[What is expected] Reproduce the records below; each should match the original exactly.

[Exercise data — start]

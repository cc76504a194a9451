//! Error types for probefan
//!
//! Centralized error handling using thiserror. Per-task failures are not
//! errors at this level: they travel inside an `Outcome` as a `TaskError`.

use thiserror::Error;

/// All error types that can occur in probefan
#[derive(Debug, Error)]
pub enum ProbeError {
    /// Provider identifier did not resolve to a known provider or alias
    #[error("Unknown provider: {0}")]
    UnknownProvider(String),

    /// Provider resolved but no adapter is registered for it
    #[error("No adapter registered for provider: {0}")]
    AdapterMissing(String),

    /// Progress run id not found
    #[error("Run not found: {0}")]
    RunNotFound(String),

    /// Batch document could not be expanded into tasks
    #[error("Invalid batch: {0}")]
    InvalidBatch(String),

    /// Configuration value rejected
    #[error("Config error: {0}")]
    Config(String),

    /// IO error
    #[error("IO error: {0}")]
    Io(#[from] std::io::Error),

    /// JSON serialization/deserialization error
    #[error("JSON error: {0}")]
    Json(#[from] serde_json::Error),

    /// YAML deserialization error
    #[error("YAML error: {0}")]
    Yaml(#[from] serde_yaml::Error),
}

/// Result type alias for probefan operations
pub type Result<T> = std::result::Result<T, ProbeError>;

#[cfg(test)]
mod tests {
    use super::*;

    #[test]
    fn test_unknown_provider_error() {
        let err = ProbeError::UnknownProvider("bard".to_string());
        assert_eq!(err.to_string(), "Unknown provider: bard");
    }

    #[test]
    fn test_adapter_missing_error() {
        let err = ProbeError::AdapterMissing("perplexity".to_string());
        assert_eq!(err.to_string(), "No adapter registered for provider: perplexity");
    }

    #[test]
    fn test_run_not_found_error() {
        let err = ProbeError::RunNotFound("run-1".to_string());
        assert_eq!(err.to_string(), "Run not found: run-1");
    }

    #[test]
    fn test_io_error_conversion() {
        let io_err = std::io::Error::new(std::io::ErrorKind::NotFound, "file not found");
        let err: ProbeError = io_err.into();
        assert!(matches!(err, ProbeError::Io(_)));
        assert!(err.to_string().contains("file not found"));
    }

    #[test]
    fn test_yaml_error_conversion() {
        let yaml_err = serde_yaml::from_str::<Vec<String>>("{ not: [a list").unwrap_err();
        let err: ProbeError = yaml_err.into();
        assert!(matches!(err, ProbeError::Yaml(_)));
    }
}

[Exercise data — finish]

[Your solution]
repository cc76504a194a9451
//! Error types for probefan
//!
//! Centralized error handling using thiserror. Per-task failures are not
//! errors at this level: they travel inside an `Outcome` as a `TaskError`.

use thiserror::Error;

/// All error types that can occur in probefan
#[derive(Debug, Error)]
pub enum ProbeError {
    /// Provider identifier did not resolve to a known provider or alias
    #[error("Unknown provider: {0}")]
    UnknownProvider(String),

    /// Provider resolved but no adapter is registered for it
    #[error("No adapter registered for provider: {0}")]
    AdapterMissing(String),

    /// Progress run id not found
    #[error("Run not found: {0}")]
    RunNotFound(String),

    /// Batch document could not be expanded into tasks
    #[error("Invalid batch: {0}")]
    InvalidBatch(String),

    /// Configuration value rejected
    #[error("Config error: {0}")]
    Config(String),

    /// IO error
    #[error("IO error: {0}")]
    Io(#[from] std::io::Error),

    /// JSON serialization/deserialization error
    #[error("JSON error: {0}")]
    Json(#[from] serde_json::Error),

    /// YAML deserialization error
    #[error("YAML error: {0}")]
    Yaml(#[from] serde_yaml::Error),
}

/// Result type alias for probefan operations
pub type Result<T> = std::result::Result<T, ProbeError>;

#[cfg(test)]
mod tests {
    use super::*;

    #[test]
    fn test_unknown_provider_error() {
        let err = ProbeError::UnknownProvider("bard".to_string());
        assert_eq!(err.to_string(), "Unknown provider: bard");
    }

    #[test]
    fn test_adapter_missing_error() {
        let err = ProbeError::AdapterMissing("perplexity".to_string());
        assert_eq!(err.to_string(), "No adapter registered for provider: perplexity");
    }

    #[test]
    fn test_run_not_found_error() {
        let err = ProbeError::RunNotFound("run-1".to_string());
        assert_eq!(err.to_string(), "Run not found: run-1");
    }

    #[test]
    fn test_io_error_conversion() {
        let io_err = std::io::Error::new(std::io::ErrorKind::NotFound, "file not found");
        let err: ProbeError = io_err.into();
        assert!(matches!(err, ProbeError::Io(_)));
        assert!(err.to_string().contains("file not found"));
    }

    #[test]
    fn test_yaml_error_conversion() {
        let yaml_err = serde_yaml::from_str::<Vec<String>>("{ not: [a list").unwrap_err();
        let err: ProbeError = yaml_err.into();
        assert!(matches!(err, ProbeError::Yaml(_)));
    }
}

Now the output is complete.